AABK Onursal Başkanı Turgut Öker, Avrupa Konseyi Bakanlar Komitesi’nin Alevilerle ilgili verdiği kararın baştan savma olduğunu söyledi.
Öker, Alevi örgütlerinin ve bir bütün olarak Alevi toplumunun uluslararası hukukta görülen dava süreçlerini takip etmede ciddi yetersizlikler yaşandığını kaydetti.

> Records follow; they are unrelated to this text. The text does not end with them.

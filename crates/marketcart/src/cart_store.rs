//! The CartStore: owner of the cart state and of its persistence.
//!
//! A `CartStore` is the explicit scope the host application creates at
//! startup and closes (or drops) at shutdown. Presentation code never sees
//! it directly; it receives [`CartHandle`]s, which stop working once the
//! scope ends.

use std::path::Path;
use std::sync::atomic::{AtomicU64, Ordering};
use std::sync::Arc;

use marketcart_core::{decode_or_empty, Cart, Mutation, ProductId, SnapshotStatus, Totals};
use marketcart_store::{KvStore, SqliteStore};
use tokio::sync::{broadcast, mpsc, oneshot, watch};
use tokio::task::JoinHandle;
use tracing::{debug, info, warn};

use crate::config::CartConfig;
use crate::error::{CartError, Result};
use crate::handle::CartHandle;
use crate::writer::{PersistFailure, PersistJob, StorageOp, Writer, WriterCommand};

/// State shared between a scope and its handles.
pub(crate) struct Shared {
    key: String,
    state: watch::Sender<Cart>,
    revision: AtomicU64,
    writes: mpsc::UnboundedSender<WriterCommand>,
    failures: broadcast::Sender<PersistFailure>,
}

impl Shared {
    /// Apply a mutation and, if it changed anything, enqueue the new cart.
    ///
    /// The enqueue happens inside the watch write lock so that concurrent
    /// callers enqueue in the same order they mutated.
    pub(crate) fn apply<F>(&self, op: &'static str, id: &ProductId, f: F) -> Mutation
    where
        F: FnOnce(&mut Cart) -> Mutation,
    {
        let mut outcome = Mutation::NotFound;
        self.state.send_if_modified(|cart| {
            outcome = f(cart);
            if !outcome.is_change() {
                return false;
            }

            let revision = self.revision.fetch_add(1, Ordering::SeqCst) + 1;
            let job = PersistJob {
                revision,
                cart: cart.clone(),
            };
            if self.writes.send(WriterCommand::Persist(job)).is_err() {
                warn!(key = %self.key, revision, "cart writer is gone; change kept in memory only");
            }
            true
        });

        debug!(op, id = %id, ?outcome, "cart mutation");
        outcome
    }

    pub(crate) fn snapshot(&self) -> Cart {
        self.state.borrow().clone()
    }

    pub(crate) fn totals(&self) -> Totals {
        self.state.borrow().totals()
    }

    pub(crate) fn subscribe(&self) -> watch::Receiver<Cart> {
        self.state.subscribe()
    }

    pub(crate) fn failures(&self) -> broadcast::Receiver<PersistFailure> {
        self.failures.subscribe()
    }

    pub(crate) fn revision(&self) -> u64 {
        self.revision.load(Ordering::SeqCst)
    }

    /// Queue a flush marker behind every write issued so far.
    pub(crate) fn flush_request(&self) -> Result<oneshot::Receiver<()>> {
        let (tx, rx) = oneshot::channel();
        self.writes
            .send(WriterCommand::Flush(tx))
            .map_err(|_| CartError::WriterStopped)?;
        Ok(rx)
    }

    /// Replace the whole cart without scheduling a write.
    ///
    /// Subscribers are only notified when the contents actually differ.
    fn replace(&self, cart: Cart) {
        self.state.send_if_modified(|current| {
            if *current == cart {
                return false;
            }
            *current = cart;
            self.revision.fetch_add(1, Ordering::SeqCst);
            true
        });
    }

    fn report_read_failure(&self, message: String) {
        let _ = self.failures.send(PersistFailure {
            op: StorageOp::Read,
            key: self.key.clone(),
            revision: self.revision(),
            message,
        });
    }
}

/// Await a flush marker.
pub(crate) async fn wait_flushed(rx: oneshot::Receiver<()>) -> Result<()> {
    rx.await.map_err(|_| CartError::WriterStopped)
}

/// The cart scope.
///
/// Owns the authoritative in-memory cart and the single writer task that
/// persists it. Every mutation updates memory before returning and
/// schedules exactly one asynchronous write of the full cart; callers never
/// wait on storage.
pub struct CartStore<S: KvStore + 'static> {
    store: Arc<S>,
    shared: Arc<Shared>,
    writer: JoinHandle<()>,
    config: CartConfig,
}

impl<S: KvStore + 'static> CartStore<S> {
    /// Create an empty cart scope over `store` and start its writer.
    ///
    /// Nothing is read from storage; call [`CartStore::load`] next, or use
    /// [`CartStore::open`].
    ///
    /// # Panics
    ///
    /// Panics when called outside a tokio runtime.
    pub fn new(store: S, config: CartConfig) -> Self {
        let key = config.storage_key();
        let store = Arc::new(store);
        let (writes, rx) = mpsc::unbounded_channel();
        let (failures, _) = broadcast::channel(config.failure_buffer.max(1));
        let (state, _) = watch::channel(Cart::new());

        let writer = Writer::new(
            Arc::clone(&store),
            key.clone(),
            config.coalesce_writes,
            rx,
            failures.clone(),
        );
        let writer = tokio::spawn(writer.run());

        let shared = Arc::new(Shared {
            key,
            state,
            revision: AtomicU64::new(0),
            writes,
            failures,
        });

        Self {
            store,
            shared,
            writer,
            config,
        }
    }

    /// Create a cart scope and hydrate it from storage.
    pub async fn open(store: S, config: CartConfig) -> Self {
        let cart_store = Self::new(store, config);
        cart_store.load().await;
        cart_store
    }

    /// Read the stored snapshot and make it the current cart.
    ///
    /// Pending writes are flushed first so the read sees them. A restored
    /// snapshot replaces the in-memory cart wholesale. An absent or corrupted
    /// snapshot resets the cart to empty, even when earlier mutations never
    /// reached storage. A failed read leaves the in-memory cart untouched,
    /// since it says nothing about what is stored. Nothing is surfaced beyond
    /// the returned status, a log line, and, for read failures, the failure
    /// channel.
    pub async fn load(&self) -> SnapshotStatus {
        let key = &self.shared.key;

        match self.shared.flush_request() {
            Ok(rx) => {
                if wait_flushed(rx).await.is_err() {
                    warn!(key = %key, "cart writer stopped before load");
                }
            }
            Err(_) => warn!(key = %key, "cart writer stopped before load"),
        }

        let raw = match self.store.get(key).await {
            Ok(raw) => raw,
            Err(e) => {
                let message = e.to_string();
                warn!(key = %key, error = %message, "failed to read stored cart; starting from current state");
                self.shared.report_read_failure(message.clone());
                return SnapshotStatus::Unavailable(message);
            }
        };

        let (cart, status) = decode_or_empty(raw.as_deref());
        match &status {
            SnapshotStatus::Restored(items) => {
                info!(key = %key, items, "restored cart snapshot");
            }
            SnapshotStatus::Discarded(reason) => {
                warn!(key = %key, reason = %reason, "discarding malformed cart snapshot");
            }
            SnapshotStatus::Absent | SnapshotStatus::Unavailable(_) => {
                info!(key = %key, "no stored cart snapshot");
            }
        }
        // Empty for anything but a restored snapshot.
        self.shared.replace(cart);
        status
    }

    /// A new handle onto this scope.
    pub fn handle(&self) -> CartHandle {
        CartHandle::new(Arc::downgrade(&self.shared))
    }

    /// The key the cart snapshot is stored under.
    pub fn storage_key(&self) -> &str {
        &self.shared.key
    }

    pub fn config(&self) -> &CartConfig {
        &self.config
    }

    /// Number of state changes applied so far (mutations and loads).
    pub fn revision(&self) -> u64 {
        self.shared.revision()
    }

    /// Current cart contents.
    pub fn snapshot(&self) -> Cart {
        self.shared.snapshot()
    }

    /// Wait until every write issued so far has been attempted.
    pub async fn flush(&self) -> Result<()> {
        let rx = self.shared.flush_request()?;
        wait_flushed(rx).await
    }

    /// End the scope.
    ///
    /// Flushes outstanding writes, invalidates every handle, and waits for
    /// the writer to stop. Subscribers observe the sender closing.
    pub async fn close(self) -> Result<()> {
        let CartStore { shared, writer, .. } = self;
        let key = shared.key.clone();

        let flushed = match shared.flush_request() {
            Ok(rx) => wait_flushed(rx).await,
            Err(e) => Err(e),
        };
        drop(shared);

        writer.await.map_err(|_| CartError::WriterStopped)?;
        info!(key = %key, "closed cart scope");
        flushed
    }
}

impl CartStore<SqliteStore> {
    /// Open (or create) a SQLite-backed cart at `path` and hydrate it.
    pub async fn open_sqlite(path: impl AsRef<Path>, config: CartConfig) -> Result<Self> {
        let store = SqliteStore::open(path)?;
        Ok(Self::open(store, config).await)
    }
}

#[cfg(test)]
mod tests {
    use super::*;
    use marketcart_core::Product;
    use marketcart_store::MemoryStore;

    fn product(id: &str, price: f64) -> Product {
        Product::new(id, format!("Product {id}"), format!("https://img/{id}.png"), price)
    }

    #[tokio::test]
    async fn test_open_empty_store() {
        let cart_store = CartStore::open(MemoryStore::new(), CartConfig::default()).await;
        assert!(cart_store.snapshot().is_empty());
        assert_eq!(cart_store.revision(), 0);
    }

    #[tokio::test]
    async fn test_mutations_are_visible_immediately() {
        let cart_store = CartStore::new(MemoryStore::new(), CartConfig::default());
        let handle = cart_store.handle();

        handle.add_to_cart(product("a", 10.0)).unwrap();
        handle.increment(&"a".into()).unwrap();

        assert_eq!(cart_store.snapshot().get(&"a".into()).unwrap().quantity, 2);
        assert_eq!(cart_store.revision(), 2);
    }

    #[tokio::test]
    async fn test_not_found_does_not_bump_revision() {
        let cart_store = CartStore::new(MemoryStore::new(), CartConfig::default());
        let handle = cart_store.handle();

        assert_eq!(handle.increment(&"ghost".into()).unwrap(), Mutation::NotFound);
        assert_eq!(cart_store.revision(), 0);
    }

    #[tokio::test]
    async fn test_load_restores_snapshot() {
        let raw = r#"[{"id":"a","title":"A","image_url":"u","price":2.0,"quantity":3}]"#;
        let store = MemoryStore::with_entry("@GoMarketPlace:products", raw);

        let cart_store = CartStore::new(store, CartConfig::default());
        let status = cart_store.load().await;

        assert_eq!(status, SnapshotStatus::Restored(1));
        assert_eq!(cart_store.snapshot().totals().item_count, 3);
    }

    #[tokio::test]
    async fn test_load_corrupted_snapshot_starts_empty() {
        let store = MemoryStore::with_entry("@GoMarketPlace:products", "{oops");

        let cart_store = CartStore::new(store, CartConfig::default());
        let status = cart_store.load().await;

        assert!(matches!(status, SnapshotStatus::Discarded(_)));
        assert!(cart_store.snapshot().is_empty());
    }

    #[tokio::test]
    async fn test_close_invalidates_handles() {
        let cart_store = CartStore::new(MemoryStore::new(), CartConfig::default());
        let handle = cart_store.handle();
        assert!(handle.is_in_scope());

        cart_store.close().await.unwrap();

        assert!(!handle.is_in_scope());
        assert!(matches!(
            handle.add_to_cart(product("a", 1.0)),
            Err(CartError::OutOfScope)
        ));
    }

    #[tokio::test]
    async fn test_open_sqlite_uses_custom_namespace() {
        let dir = tempfile::tempdir().unwrap();
        let path = dir.path().join("cart.db");
        let config = CartConfig::default().with_namespace("@Kiosk");

        let cart_store = CartStore::<SqliteStore>::open_sqlite(&path, config).await.unwrap();
        assert_eq!(cart_store.storage_key(), "@Kiosk:products");

        cart_store.handle().add_to_cart(product("a", 1.0)).unwrap();
        cart_store.close().await.unwrap();

        let raw = SqliteStore::open(&path).unwrap().get("@Kiosk:products").await.unwrap();
        assert!(raw.unwrap().contains("\"id\":\"a\""));
    }
}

Alevilerin öz örgütlülüklerini geliştirmeleri ve hakların kazanımı noktasında eylem ve etkinlik düzeyini ciddi olarak gözden geçirmeleri gerektiğini ifade eden Öker, “Avrupa’da da 300’e yakın Alevi Kültür Merkezi var ve 11 ülkede örgütlüyüz ama geçen günlerde Avrupa Konseyi önünde yapılan basın toplantısına 50 kişi katıldı. Avrupa’daki örgütlenmemiz de bu konudaki duyarlılığını yitirmişe benziyor. Bu kapsamda sokakta ciddi, gözle görülür tepkiler, istemler olmayınca Konseyin de gündeminde o günden bugüne bir şey değişmedi diye baştan savma bir karar çıkmış” dedi.
Avrupa Alevi Birlikleri Konfederasyonu kurucusu ve Onursal Başkanı Turgut Öker, Avrupa Konseyi Bakanlar Komitesi’nin Türkiye’deki Alevilerle ilgili verilen AİHM kararlarının hükümet yetkilileri tarafından uygulanması noktasındaki ayak diremesine ilişkin olarak aldığı tavsiye kararları PİRYOL’a değerlendirdi.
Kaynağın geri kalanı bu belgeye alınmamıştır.